The world’s greatest and most seasoned Garifuna roots band has just dropped their first album in six years. The Garifuna Collective is the engine that drives Belize’s Stonetree Records, under the benevolent leadership of producer/guitarist Ivan Duran. The Collective backed the late Andy Palacio on his landmark, multi-award-winning 2007 album Watina, and released a powerful tribute album to Palacio, Ayo, in 2013, the same year as their Juno Award-winning collaboration with Canadian singer/songwriter Danny Michel, Blackbirds Are Dancing Over Me. And there’s more. With 20 years’ experience under their belts, and having toured in over 30 countries, these artists are truly the torch-bearers for the threatened culture of the Garifuna (also Garinagu) people of Central America, a people whose history winds through the turbulent, violent, multicultural history of the Caribbean like no other.

Aban means “one” in the Garifuna language and there is a deep sense of unity on this album that both reaches deep into the rich well of sacred and secular Garifuna rhythms and melodies, and also makes inroads into the new aesthetics of tropical pop. While in no way a radical departure from the Garifuna roots pop sound that has been the hallmark of Stonetree Records, these songs subtly nod to newer Caribbean sounds—dub, dancehall, reggaeton.

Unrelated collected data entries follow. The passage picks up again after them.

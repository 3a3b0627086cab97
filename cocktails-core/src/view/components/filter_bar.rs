//! src/view/components/filter_bar.rs

use crate::{
    model::view_filter::ViewFilter,
    view::{icons, theme},
};
use ratatui::{prelude::*, widgets::Paragraph};

pub struct FilterBar;

impl FilterBar {
    pub fn new() -> Self {
        Self
    }

    pub fn render(&self, frame: &mut Frame<'_>, filter: &ViewFilter, area: Rect) {
        let mut spans = Vec::with_capacity(9);
        for (key, label, on) in [
            ("a", "Alcoholic", filter.include_alcoholic),
            ("n", "Non-alcoholic", filter.include_non_alcoholic),
            ("f", "Favorites only", filter.favorites_only),
        ] {
            spans.push(Span::styled(
                format!(" {} ", icons::checkbox(on)),
                theme::toggle_style(on),
            ));
            spans.push(Span::styled(
                format!("{label} "),
                Style::default().fg(theme::FOREGROUND),
            ));
            spans.push(Span::styled(
                format!("({key})  "),
                Style::default().fg(theme::COMMENT),
            ));
        }

        Paragraph::new(Line::from(spans))
            .style(theme::base_style())
            .render(area, frame.buffer_mut());
    }
}

impl Default for FilterBar {
    fn default() -> Self {
        Self::new()
    }
}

Take the opener, “Lügua (Lost),” with the collective’s familiar shimmering vibrato guitar paired with a pumping reggaeton-esque beat, or the crisp Latin lope of “Magidu (The Market),” graced with a lazy clap track that somehow makes the track swing even harder.

Stonetree is known for spare, clean productions in which every note and beat counts, and there’s plenty of space for vocals to breathe, whether the keening voice of Marcela Aranda, the warm, baritone coo of Emilio Thomas, or the tuneful choral responses that grace most of these songs. Guitar chops are shark-bite crisp, and melodies liquid and unhurried. Percussion—notably the ubiquitous clip-clop of a large turtle shell—percolates but never dominates.

The song “Ideruni (Help)” feels like a cousin of Palacio’s timeless “Watina,” with veteran Rolando “Chichiman” Sosa singing the lead. The song resolves into a 1997 field recording of Sofia Blanco from the group Umalali, which the Collective also backed on their 2008 Stonetree release. Emilio Thomas takes the lead on his composition “Hamala (Let Him Fly),” a minimalist reggae-tinged track about a boy who wants to fly and see the world, but needs his community—in this case the marginalized Garifuna—to support him. The song perfectly captures the spirit of this group’s unique musicality and profound cultural mission.